2.6 Accuracy validation in sagittal cervical parameters automatic measurement

To compare the performance of the semi-automatic measurement method with experienced spinal surgeons, a subset was randomly extracted from the cervical spine MRI dataset, consisting of 464 T2-weighted cervical MR images. Two spinal surgeons with 5–15 years of clinical experience were recruited to participate in this performance comparison study. Cervical curvature and C7 slope were manually measured using ImageJ2 software (National Institutes of Health, Bethesda, Maryland, United States, https://imagej.net/software/imagej2/) (Rueden et al., 2017). Each image was measured twice independently by both physicians, with the average of the measurements used as the final result.
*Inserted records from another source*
use anyhow::{anyhow, Result};

use std::fmt;

use crate::{rules, HEIGHT, WIDTH};

/// One of the two sides in a game
#[derive(Copy, Clone, Eq, PartialEq, Debug, Hash)]
pub enum Piece {
    Player,
    Ai,
}

impl Piece {
    /// The other side
    pub fn opponent(self) -> Self {
        match self {
            Piece::Player => Piece::Ai,
            Piece::Ai => Piece::Player,
        }
    }
}

impl fmt::Display for Piece {
    fn fmt(&self, f: &mut fmt::Formatter<'_>) -> fmt::Result {
        match self {
            Piece::Player => write!(f, "Player"),
            Piece::Ai => write!(f, "AI"),
        }
    }
}

#[derive(Copy, Clone, Eq, PartialEq, Debug, Hash)]
pub enum Cell {
    Empty,
    Player,
    Ai,
}

impl Cell {
    pub fn is_empty(&self) -> bool {
        matches!(self, Cell::Empty)
    }

    /// Returns true if this cell holds `piece`
    pub fn holds(&self, piece: Piece) -> bool {
        *self == Cell::from(piece)
    }
}

impl From<Piece> for Cell {
    fn from(piece: Piece) -> Self {
        match piece {
            Piece::Player => Cell::Player,
            Piece::Ai => Cell::Ai,
        }
    }
}

/// A 6x7 grid of cells
///
/// Row 0 is the top of the board and row `HEIGHT - 1` the bottom; columns
/// run left to right from 0. Pieces only ever enter the board through
/// [`Board::drop_piece`] at the row given by [`Board::next_open_row`], which
/// keeps every column stacked contiguously from the bottom.
#[derive(Copy, Clone, Eq, PartialEq, Debug, Hash)]
pub struct Board {
    cells: [Cell; WIDTH * HEIGHT], // cells are stored left-to-right, top-to-bottom
}

impl Default for Board {
    fn default() -> Self {
        Self::new()
    }
}

impl Board {
    /// Creates an empty board
    pub fn new() -> Self {
        Self {
            cells: [Cell::Empty; WIDTH * HEIGHT],
        }
    }

    /// Creates a board from a string of 1-indexed column numbers, with
    /// `first` placing the first piece and the sides alternating after that
    ///
    /// The last move may win the game, so finished positions can be loaded,
    /// but no move may follow a win.
    pub fn from_moves<S: AsRef<str>>(moves: S, first: Piece) -> Result<Self> {
        let mut board = Self::new();
        let mut piece = first;

        for column_char in moves.as_ref().chars() {
            match column_char.to_digit(10).map(|c| c as usize) {
                Some(column @ 1..=WIDTH) => {
                    // abort if an earlier move already won
                    if rules::is_winning_move(&board, piece.opponent()) {
                        return Err(anyhow!("Invalid position, game is over"));
                    }
                    let row = board
                        .next_open_row(column - 1)
                        .ok_or_else(|| anyhow!("Invalid move, column {} full", column))?;
                    board.drop_piece(row, column - 1, piece);
                    piece = piece.opponent();
                }
                _ => return Err(anyhow!("could not parse '{}' as a valid move", column_char)),
            }
        }
        Ok(board)
    }

    /// Writes `piece` into the cell at `(row, column)`
    ///
    /// The cell should come from [`Board::next_open_row`]. Panics if it is
    /// out of bounds or already occupied.
    pub fn drop_piece(&mut self, row: usize, column: usize, piece: Piece) {
        assert!(row < HEIGHT && column < WIDTH, "cell ({}, {}) is off the board", row, column);
        assert!(
            self.cell(row, column).is_empty(),
            "cell ({}, {}) is already occupied",
            row,
            column
        );
        self.cells[row * WIDTH + column] = piece.into();
    }

    pub fn cell(&self, row: usize, column: usize) -> Cell {
        self.cells[row * WIDTH + column]
    }

    /// Iterates over the rows from top to bottom
    pub fn rows(&self) -> impl Iterator<Item = &[Cell]> + '_ {
        self.cells.chunks(WIDTH)
    }

    /// Returns true if another piece fits in `column`
    pub fn is_column_open(&self, column: usize) -> bool {
        self.cell(0, column).is_empty()
    }

    /// The lowest empty row of `column`, or `None` if the column is full
    pub fn next_open_row(&self, column: usize) -> Option<usize> {
        (0..HEIGHT)
            .rev()
            .find(|&row| self.cell(row, column).is_empty())
    }

    /// All open columns in ascending order
    pub fn valid_columns(&self) -> Vec<usize> {
        (0..WIDTH).filter(|&c| self.is_column_open(c)).collect()
    }

    pub fn is_full(&self) -> bool {
        (0..WIDTH).all(|c| !self.is_column_open(c))
    }

    /// The number of pieces on the board
    pub fn num_pieces(&self) -> usize {
        self.cells.iter().filter(|c| !c.is_empty()).count()
    }

    /// Returns a copy of this board with every Player piece replaced by an
    /// AI piece and vice versa
    pub fn swapped(&self) -> Self {
        let mut swapped = *self;
        for cell in swapped.cells.iter_mut() {
            *cell = match *cell {
                Cell::Empty => Cell::Empty,
                Cell::Player => Cell::Ai,
                Cell::Ai => Cell::Player,
            };
        }
        swapped
    }
}

impl fmt::Display for Board {
    fn fmt(&self, f: &mut fmt::Formatter<'_>) -> fmt::Result {
        for row in self.rows() {
            let line: String = row
                .iter()
                .map(|cell| match cell {
                    Cell::Empty => '.',
                    Cell::Player => 'X',
                    Cell::Ai => 'O',
                })
                .collect();
            writeln!(f, "{}", line)?;
        }
        let columns: String = (1..=WIDTH).map(|x| x.to_string()).collect();
        write!(f, "{}", columns)
    }
}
The manual results were then compared with the machine measurements for consistency assessment. The consistency between manual measurements and semi-automatic measurements was assessed using intraclass correlation coefficient (ICC) analysis.

2.7 Multicenter generalization validation on cervical spine MR images

To validate the performance of PDB-SLIC across different hospital settings, MRI devices, and age demographics, we categorized the cervical MRI dataset based on age group. PDB-SLIC was utilized to measure cervical curvature, enabling the analysis of parameter distribution trends across various age cohorts. Our focus was primariy on cervical curvature, C7 slope, and their ratio, with correlation analysis conducted across the datasets.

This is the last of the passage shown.